Work task: Character for character, reproduce every entry below.

Stored data entries:
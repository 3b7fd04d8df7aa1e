use clap::{Parser, Subcommand};

mod commands;

use commands::{RunArgs, ValidateArgs};

#[derive(Parser)]
#[command(name = "trade-etl")]
#[command(about = "Weekly trade aggregation and bronze client ranking", long_about = None)]
struct Cli {
    #[command(subcommand)]
    command: Commands,
}

#[derive(Subcommand)]
enum Commands {
    /// Aggregate a trade file and write the table, report and charts
    Run(RunArgs),
    /// Report formatting problems in a trade file
    Validate(ValidateArgs),
}

#[tokio::main]
async fn main() -> anyhow::Result<()> {
    let cli = Cli::parse();

    tracing_subscriber::fmt()
        .with_env_filter(
            tracing_subscriber::EnvFilter::try_from_default_env()
                .unwrap_or_else(|_| tracing_subscriber::EnvFilter::new("info")),
        )
        .with_writer(std::io::stderr)
        .init();

    match cli.command {
        Commands::Run(args) => {
            commands::run_aggregate(args).await?;
        }
        Commands::Validate(args) => {
            commands::run_validate(args)?;
        }
    }

    Ok(())
}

Expected output:
repository 3b7fd04d8df7aa1e
use clap::{Parser, Subcommand};

mod commands;

use commands::{RunArgs, ValidateArgs};

#[derive(Parser)]
#[command(name = "trade-etl")]
#[command(about = "Weekly trade aggregation and bronze client ranking", long_about = None)]
struct Cli {
    #[command(subcommand)]
    command: Commands,
}

#[derive(Subcommand)]
enum Commands {
    /// Aggregate a trade file and write the table, report and charts
    Run(RunArgs),
    /// Report formatting problems in a trade file
    Validate(ValidateArgs),
}

#[tokio::main]
async fn main() -> anyhow::Result<()> {
    let cli = Cli::parse();

    tracing_subscriber::fmt()
        .with_env_filter(
            tracing_subscriber::EnvFilter::try_from_default_env()
                .unwrap_or_else(|_| tracing_subscriber::EnvFilter::new("info")),
        )
        .with_writer(std::io::stderr)
        .init();

    match cli.command {
        Commands::Run(args) => {
            commands::run_aggregate(args).await?;
        }
        Commands::Validate(args) => {
            commands::run_validate(args)?;
        }
    }

    Ok(())
}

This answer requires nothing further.